*** DATASET CONTENT ***

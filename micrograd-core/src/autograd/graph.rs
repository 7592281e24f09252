use crate::arena::Graph;
use crate::node::{Node, NodeId};

/// Builds a topological sort of the operand graph reachable from `root`.
///
/// Depth-first post-order: a node is marked visited before its operands are
/// explored and is appended only once, after all of its operands. Reading
/// `sorted_list` backwards therefore visits every consumer before its operands.
///
/// The traversal keeps its own stack instead of recursing, so long chains do not
/// exhaust the thread stack. `visited` is indexed by `NodeId` and must cover every
/// node reachable from `root`.
pub(crate) fn build_topo(
    nodes: &[Node],
    root: NodeId,
    visited: &mut [bool],
    sorted_list: &mut Vec<NodeId>,
) {
    // (node, operands already pushed)
    let mut stack: Vec<(NodeId, bool)> = vec![(root, false)];
    while let Some((id, expanded)) = stack.pop() {
        if expanded {
            log::trace!("[build_topo] Adding node {} to sorted_list", id);
            sorted_list.push(id);
            continue;
        }
        if visited[id.0] {
            log::trace!("[build_topo] Node {} already visited.", id);
            continue;
        }
        visited[id.0] = true;
        stack.push((id, true));
        // Reversed so operands are explored in declaration order.
        for operand in nodes[id.0].op.operands().into_iter().rev() {
            debug_assert!(operand < id, "operand {} does not precede {}", operand, id);
            if !visited[operand.0] {
                stack.push((operand, false));
            }
        }
    }
}

/// Returns the topological order (operands first, `root` last) of `root`'s ancestry.
pub(crate) fn topological_order(graph: &Graph, root: NodeId) -> Vec<NodeId> {
    let nodes = graph.nodes();
    let mut visited = vec![false; nodes.len()];
    let mut sorted_list = Vec::new();
    build_topo(&nodes, root, &mut visited, &mut sorted_list);
    sorted_list
}

/// Runs reverse-mode differentiation from `root`.
///
/// Seeds `root`'s gradient with 1, then applies each node's local rule exactly once,
/// walking the topological order backwards. Gradients accumulate into whatever is
/// already stored; reset them between passes if that is not wanted.
pub(crate) fn backward(graph: &Graph, root: NodeId) {
    let mut nodes = graph.nodes_mut();
    let mut visited = vec![false; nodes.len()];
    let mut sorted_list = Vec::with_capacity(root.0 + 1);
    build_topo(&nodes, root, &mut visited, &mut sorted_list);
    log::debug!(
        "backward: root {} reaches {} of {} nodes",
        root,
        sorted_list.len(),
        nodes.len()
    );

    nodes[root.0].grad = 1.0;
    for &id in sorted_list.iter().rev() {
        let op = nodes[id.0].op;
        op.propagate(&mut nodes, id);
    }
}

***

Lines with the word "before": report how many there are in the entries, as a bare number.

## ANSWER FOR THE TASK
2